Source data

-*-*-

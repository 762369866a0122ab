use axum::{
    http::StatusCode,
    response::{IntoResponse, Response},
    Json,
};
use serde_json::json;
use thiserror::Error;

/// Error surface shared by every handler. Each variant maps to one HTTP
/// status; the body is always `{"error": "<message>"}`.
#[derive(Debug, Error)]
pub enum AppError {
    /// Validation or business-rule violation (400).
    #[error("{0}")]
    Validation(String),

    /// Missing/invalid credentials or token (401).
    #[error("{0}")]
    Auth(String),

    /// Unknown resource: email, account id, reset challenge (404).
    #[error("{0}")]
    NotFound(String),

    /// Duplicate email within a role store (409).
    #[error("{0}")]
    Conflict(String),

    /// Outbound email could not be dispatched (500).
    #[error("{0}")]
    Delivery(String),

    /// Anything unexpected: database, storage, crypto (500).
    #[error(transparent)]
    Internal(#[from] anyhow::Error),
}

impl AppError {
    fn status(&self) -> StatusCode {
        match self {
            AppError::Validation(_) => StatusCode::BAD_REQUEST,
            AppError::Auth(_) => StatusCode::UNAUTHORIZED,
            AppError::NotFound(_) => StatusCode::NOT_FOUND,
            AppError::Conflict(_) => StatusCode::CONFLICT,
            AppError::Delivery(_) | AppError::Internal(_) => StatusCode::INTERNAL_SERVER_ERROR,
        }
    }
}

impl IntoResponse for AppError {
    fn into_response(self) -> Response {
        let status = self.status();
        if status.is_server_error() {
            tracing::error!(error = %self, "request failed");
        }
        let body = Json(json!({ "error": self.to_string() }));
        (status, body).into_response()
    }
}

#[cfg(test)]
mod tests {
    use super::*;

    #[test]
    fn statuses_match_taxonomy() {
        assert_eq!(
            AppError::Validation("x".into()).status(),
            StatusCode::BAD_REQUEST
        );
        assert_eq!(AppError::Auth("x".into()).status(), StatusCode::UNAUTHORIZED);
        assert_eq!(
            AppError::NotFound("x".into()).status(),
            StatusCode::NOT_FOUND
        );
        assert_eq!(AppError::Conflict("x".into()).status(), StatusCode::CONFLICT);
        assert_eq!(
            AppError::Delivery("x".into()).status(),
            StatusCode::INTERNAL_SERVER_ERROR
        );
    }

    #[test]
    fn body_carries_message() {
        let err = AppError::Conflict("Email already registered".into());
        assert_eq!(err.to_string(), "Email already registered");
    }
}
use serde::Deserialize;

pub const DEFAULT_MAX_UPLOAD_BYTES: usize = 5 * 1024 * 1024;

#[derive(Debug, Clone, Deserialize)]
pub struct JwtConfig {
    pub secret: String,
    pub issuer: String,
    pub audience: String,
    pub ttl_minutes: i64,
}

#[derive(Debug, Clone, Deserialize)]
pub struct SmtpConfig {
    pub host: String,
    pub username: String,
    pub password: String,
    pub from: String,
}

#[derive(Debug, Clone, Deserialize)]
pub struct S3Config {
    pub endpoint: String,
    pub bucket: String,
    pub access_key: String,
    pub secret_key: String,
}

#[derive(Debug, Clone, Deserialize)]
pub struct AppConfig {
    pub mentor_database_url: String,
    pub mentee_database_url: String,
    pub jwt: JwtConfig,
    pub otp_ttl_minutes: i64,
    /// When absent, OTP codes are written to the log instead of emailed.
    pub smtp: Option<SmtpConfig>,
    /// Optional third-party media host; local disk is used when absent.
    pub media_s3: Option<S3Config>,
    pub upload_dir: String,
    pub max_upload_bytes: usize,
}

impl AppConfig {
    pub fn from_env() -> anyhow::Result<Self> {
        let mentor_database_url = std::env::var("MENTOR_DATABASE_URL")?;
        let mentee_database_url = std::env::var("MENTEE_DATABASE_URL")?;

        let jwt = JwtConfig {
            secret: std::env::var("JWT_SECRET")?,
            issuer: std::env::var("JWT_ISSUER").unwrap_or_else(|_| "mentorconnect".into()),
            audience: std::env::var("JWT_AUDIENCE")
                .unwrap_or_else(|_| "mentorconnect-users".into()),
            ttl_minutes: std::env::var("JWT_TTL_MINUTES")
                .ok()
                .and_then(|v| v.parse::<i64>().ok())
                .unwrap_or(60),
        };

        let otp_ttl_minutes = std::env::var("OTP_TTL_MINUTES")
            .ok()
            .and_then(|v| v.parse::<i64>().ok())
            .unwrap_or(10);

        let smtp = match (
            std::env::var("SMTP_HOST"),
            std::env::var("SMTP_USERNAME"),
            std::env::var("SMTP_PASSWORD"),
            std::env::var("SMTP_FROM"),
        ) {
            (Ok(host), Ok(username), Ok(password), Ok(from)) => Some(SmtpConfig {
                host,
                username,
                password,
                from,
            }),
            _ => None,
        };

        let media_s3 = match (
            std::env::var("MEDIA_S3_ENDPOINT"),
            std::env::var("MEDIA_S3_BUCKET"),
            std::env::var("MEDIA_S3_ACCESS_KEY"),
            std::env::var("MEDIA_S3_SECRET_KEY"),
        ) {
            (Ok(endpoint), Ok(bucket), Ok(access_key), Ok(secret_key)) => Some(S3Config {
                endpoint,
                bucket,
                access_key,
                secret_key,
            }),
            _ => None,
        };

        let upload_dir = std::env::var("UPLOAD_DIR").unwrap_or_else(|_| "uploads".into());
        let max_upload_bytes = std::env::var("UPLOAD_MAX_BYTES")
            .ok()
            .and_then(|v| v.parse::<usize>().ok())
            .unwrap_or(DEFAULT_MAX_UPLOAD_BYTES);

        Ok(Self {
            mentor_database_url,
            mentee_database_url,
            jwt,
            otp_ttl_minutes,
            smtp,
            media_s3,
            upload_dir,
            max_upload_bytes,
        })
    }
}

-*-*-

The problem:
Scan the records above for the word "Auth" and return every line where it occurs.

Result of the exercise:
    Auth(String),
            AppError::Auth(_) => StatusCode::UNAUTHORIZED,
        assert_eq!(AppError::Auth("x".into()).status(), StatusCode::UNAUTHORIZED);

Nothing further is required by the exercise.